5s and Le Pape

Shalott

Thanks, y'all. This has helped. Still a bit more ambiguous than say, 7's and Le Chariot. But as Diana and jmd often point out, it's this ambiguousness that makes it special. I like stuff to be cut-and-dried, but it's a good mental exercise to occasionally NOT hae things be glaringly obvious!
 

punchinella

[mods please delete]
 

Parzival

5s and Le Papa

I really like Astraea's understanding of the Papa as "instability and uncertainty as we struggle with the divine will."Any spiritual authority figure must struggle to be vitally inspired by supra- personal truth, rather than fall into the little ego's arrogant, intolerant infallibility. So, as with Papa or Lama or Hierophant or Shaman, so with all of us, in lesser degree, as to position in society. We struggle to find enlightenment instead of hollow hats and robes. Instability is in any seeker who tries to see through the opacity to the luminosity.
 

Shalott

Punchinella, in Pythagorean numerology, 5's are this new thing that comes blasting in, destabilizing the stability of the 4s. However you're free of course to use whatever breed of numerology you wish. This destabilization isn't good or bad, which is why I like to use it. But it's also why I've been confused about relating to Le Pape! He seems pretty stable to me...but when thinking about it in the various ways presented here, it's starting to make sense.

:D
 

punchinella

Oh, I'm sorry Shalott, I guess I didn't understand the nature of your thread/query.
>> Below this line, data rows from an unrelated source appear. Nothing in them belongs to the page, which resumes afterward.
impl Stream {
    fn vacant() -> Self {
        Self {
            stream_type: SourceType::Ambient,
            priority: 0,
            state: StreamState::Stopped,
            resume_state: StreamState::Playing,
            reader: None,
            format: StreamFormat {
                sample_rate: 0,
                channels: 0,
                bits_per_sample: 0,
                total_frames: 0,
            },
            chunks: Vec::new(),
            current: 0,
            position: 0.0,
            fill_index: 0,
            fill_frame: 0,
            exhausted: false,
            epoch: 0,
            consumed: false,
            starving: false,
            volume: 1.0,
            pan: 0.0,
            pitch: 1.0,
            looping: false,
            loop_start: 0,
            loop_end: None,
            fade: None,
        }
    }

    /// Frame (exclusive) at which reading stops or wraps. The loop end only applies
    /// while looping.
    fn data_end(&self) -> u64 {
        let total = self.format.total_frames;
        match self.loop_end {
            Some(end) if self.looping => end.min(total),
            _ => total,
        }
    }

    fn loops(&self) -> bool {
        self.looping && self.data_end() > self.loop_start
    }

    /// Drop buffered audio and restart from the beginning on the next refill.
    fn rewind(&mut self) {
        self.epoch += 1;
        for chunk in &mut self.chunks {
            if chunk.state == ChunkState::Ready {
                chunk.state = ChunkState::Empty;
            }
            chunk.frames = 0;
            chunk.last = false;
        }
        self.current = 0;
        self.position = 0.0;
        self.fill_index = 0;
        self.fill_frame = 0;
        self.exhausted = false;
        self.consumed = false;
        self.starving = false;
    }

    /// Release chunks the read position has moved past.
    fn advance_chunks(&mut self) -> ChunkAdvance {
        let count = self.chunks.len();
        let mut outcome = ChunkAdvance::Stayed;
        for _ in 0..count {
            if !self.current_ready() {
                break;
            }
            let chunk = &mut self.chunks[self.current];
            if self.position < chunk.frames as f64 {
                break;
            }
            let was_last = chunk.last;
            self.position -= chunk.frames as f64;
            chunk.state = ChunkState::Empty;
            chunk.frames = 0;
            chunk.last = false;
            self.current = (self.current + 1) % count;
            if was_last {
                if self.loops() {
                    outcome = ChunkAdvance::Looped;
                } else {
                    return ChunkAdvance::Finished;
                }
            }
        }
        outcome
    }

    /// Gain a new crossfade ramp starts from.
    fn current_gain(&self) -> f32 {
        match self.fade {
            Some(fade) => fade.level(),
            None if self.state.is_audible() => 1.0,
            None => 0.0,
        }
    }

    fn current_ready(&self) -> bool {
        self.chunks
            .get(self.current)
            .is_some_and(|c| c.state == ChunkState::Ready)
    }

    fn buffered_frames(&self) -> usize {
        let mut total = 0;
        let n = self.chunks.len();
        for k in 0..n {
            let chunk = &self.chunks[(self.current + k) % n];
            if chunk.state != ChunkState::Ready {
                break;
            }
            total += chunk.frames;
            if chunk.last {
                break;
            }
        }
        total.saturating_sub(self.position as usize)
    }
}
I'll try to be more careful next time.
 

ihcoyc

The creators of the Tarot were likely aware of the fact that Pope and Emperor were likely to be at odds with one another. Several centuries of conflict between the Popes on the one hand, and the rulers of the Holy Roman Empire, especially the Hohenstaufens and the Hapsburgs, were part of their relatively recent history. Northern Italy was often the battleground between these two competing monarchs.

It is unlikely that they would have seen the two rulers as simply two sides of the establishment in a complementary relationship.
 

Shalott

punchinella said:
Oh, I'm sorry Shalott, I guess I didn't understand the nature of your thread/query.

I'll try to be more careful next time.

Oh no don't worry about it, your take on fives is certainly a contribution. I was just telling you how I read them. That's all. :cool: We all cool, as they say in the 'hood.
 

smleite

Originally posted by Jewel-ry

I tend to think of the 5's as breaking out of the stability of the 4's, so possible meanings are uncertainty, a new direction, movement, change, unpredictability. The way I tie it in with Le Pape is to think of transition and a bridge to the sixes.

Le Pape is often thought of as a bridge as he joins the earthly with the spiritual.

I guess this resumes a lot of it, and this is also the way I see Le Pape. I like to picture a four-walled building as a representation of number four, and number five would then be a hole (a door, a way out and a way in) suddenly opened. A door, a ladder, a bridge, whatever. In that sense, it is about a “crisis”, as every new possibility is.

Anyway, I also understand why Le Pape could be seen as stability: he is, of course, a paternalist, protective figure, and takes upon him much of the onus of change and hazard that is present in the spiritual adventure this card presents. I mean, in Le Pape we are not alone before God, or the Spirit, because he is a mediator. We will be there “by ourselves” latter…

Originally posted by jmd

Finally, it indicates too the number of the Rose...

And this is such an important hint. The rose is to be found a bit further on, also in a number five… that is, in Temperance’s front (XIV, or 14, = 1+4 = 5). The symbolic rose, of course, is always a five-petaled flower.

I heard once an hermetic aphorism that always comes to my mind when I see Le Pape: something like “when the cross is complete, the rose will blossom”. Le Pape is the bearer of the cross; the angel of Temperance is the bearer of the rose.
 

Shalott

smleite said:
I guess this resumes a lot of it, and this is also the way I see Le Pape. I like to picture a four-walled building as a representation of number four, and number five would then be a hole (a door, a way out and a way in) suddenly opened. A door, a ladder, a bridge, whatever. In that sense, it is about a “crisis”, as every new possibility is.

Anyway, I also understand why Le Pape could be seen as stability: he is, of course, a paternalist, protective figure, and takes upon him much of the onus of change and hazard that is present in the spiritual adventure this card presents. I mean, in Le Pape we are not alone before God, or the Spirit, because he is a mediator. We will be there “by ourselves” latter…

K, maybe I'm tarnished ;) by Golden Dawn DMs, but I think of Le Pape as representing tradition, conformity, authority. Then the Pope himself is supposed to represent the spiritual leader who helps one in a time of crisis, not the cause of a crisis...unless he's a Borgia. })

But as representing the "5th Element" perhaps, the spiritual thing that causes "disruption" to the solid world of L'Empereur. I'm starting to see it, but, like I've said, it's just not as blatantly obvious to me as others correspondences.